> _Aim of the task_: Across all the records, filter for lines with the word "payroll" and copy them.

> _Dataset entries_:
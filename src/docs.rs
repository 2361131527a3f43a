use crate::api::employee::{CreateEmployee, EmployeeListResponse, UpdateEmployee};
use crate::api::ffp::{AccountingInput, CreateEvent, DebtList, EventDetails};
use crate::api::salary::{ImportPreview, PaginatedSalaryResponse};
use crate::api::vacation::{
    AvailableDays, CreateVacation, UpdateVacation, VacationChanged, VacationListResponse,
};
use crate::auth::handlers::LoginResponse;
use crate::model::employee::Employee;
use crate::model::ffp::{FfpAccounting, FfpDebt, FfpEvent};
use crate::model::role::Role;
use crate::model::salary::{EmployeeSalary, SalaryType};
use crate::model::user::{CreateUser, LoginRequest};
use crate::model::vacation::{Vacation, VacationStatus};
use crate::service::ffp::DebtDraft;
use crate::service::salary_import::{FieldChange, ImportedElement, ImportedSheet, SalaryDraft};
use crate::service::vacation::LeaveAccount;
use utoipa::openapi::security::{HttpAuthScheme, HttpBuilder, SecurityScheme};
use utoipa::{Modify, OpenApi, openapi};

#[derive(OpenApi)]
#[openapi(
    info(
        title = "staffdesk API",
        version = "1.0.0",
        description = r#"
## staffdesk

Back office of a small company: staff records, vacation, payroll and shared expenses.

### Key Features
- **Employees**
  - Create, update, list and view employee records and their leave account
- **Vacation**
  - Apply for leave, have it approved or rejected by the named manager, carry remaining
    days over into the next year
- **Salaries**
  - Import monthly salaries from the payroll sheet with a review step before saving
- **Financial Fair Play**
  - Split the costs of shared events and keep track of who owes whom

### Security
All endpoints except `/auth/*` need a **JWT Bearer** access token.
Roles: Admin, HR and Employee.
"#,
    ),
    paths(
        crate::auth::handlers::login,
        crate::auth::handlers::refresh_token,
        crate::auth::handlers::logout,
        crate::auth::handlers::create_user,

        crate::api::employee::create_employee,
        crate::api::employee::list_employees,
        crate::api::employee::get_employee,
        crate::api::employee::update_employee,
        crate::api::employee::delete_employee,
        crate::api::employee::leave_account,

        crate::api::vacation::list_vacations,
        crate::api::vacation::create_vacation,
        crate::api::vacation::get_vacation,
        crate::api::vacation::update_vacation,
        crate::api::vacation::delete_vacation,
        crate::api::vacation::approve_vacation,
        crate::api::vacation::reject_vacation,
        crate::api::vacation::available_days,

        crate::api::salary::list_salaries,
        crate::api::salary::get_salary,
        crate::api::salary::import_preview,
        crate::api::salary::get_import,
        crate::api::salary::commit_import,

        crate::api::ffp::create_event,
        crate::api::ffp::list_events,
        crate::api::ffp::get_event,
        crate::api::ffp::finish_event,
        crate::api::ffp::debt_list,
        crate::api::ffp::approve_debt
    ),
    components(
        schemas(
            LoginRequest,
            LoginResponse,
            CreateUser,
            Role,
            Employee,
            CreateEmployee,
            UpdateEmployee,
            EmployeeListResponse,
            LeaveAccount,
            Vacation,
            VacationStatus,
            CreateVacation,
            UpdateVacation,
            VacationChanged,
            VacationListResponse,
            AvailableDays,
            EmployeeSalary,
            SalaryType,
            PaginatedSalaryResponse,
            ImportPreview,
            ImportedSheet,
            ImportedElement,
            SalaryDraft,
            FieldChange,
            FfpEvent,
            FfpAccounting,
            FfpDebt,
            DebtDraft,
            AccountingInput,
            CreateEvent,
            EventDetails,
            DebtList
        )
    ),
    modifiers(&SecurityAddon),
    tags(
        (name = "Auth", description = "Login, token refresh and user administration"),
        (name = "Employee", description = "Employee management APIs"),
        (name = "Vacation", description = "Leave applications and vacation balance"),
        (name = "Salary", description = "Salaries and payroll sheet import"),
        (name = "FFP", description = "Shared event costs and debts"),
    )
)]
pub struct ApiDoc;

struct SecurityAddon;

impl Modify for SecurityAddon {
    fn modify(&self, openapi: &mut openapi::OpenApi) {
        let components = openapi.components.get_or_insert_with(Default::default);
        components.add_security_scheme(
            "bearer_auth",
            SecurityScheme::Http(
                HttpBuilder::new()
                    .scheme(HttpAuthScheme::Bearer)
                    .bearer_format("JWT")
                    .build(),
            ),
        );
    }
}

#[cfg(test)]
mod tests {
    use super::*;

    #[test]
    fn document_lists_every_route_group() {
        let doc = ApiDoc::openapi();
        let paths = &doc.paths.paths;
        for path in [
            "/auth/login",
            "/api/employee/{employee_id}/leave-account",
            "/api/vacation/{vacation_id}/approve",
            "/api/salary/import/{storage_id}/commit",
            "/api/ffp/debt/{debt_id}/approve",
        ] {
            assert!(paths.contains_key(path), "missing {path}");
        }
    }

    #[test]
    fn bearer_scheme_is_registered() {
        let doc = ApiDoc::openapi();
        let components = doc.components.expect("components");
        assert!(components.security_schemes.contains_key("bearer_auth"));
    }
}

> _Answer box_:
Back office of a small company: staff records, vacation, payroll and shared expenses.
  - Import monthly salaries from the payroll sheet with a review step before saving
        (name = "Salary", description = "Salaries and payroll sheet import"),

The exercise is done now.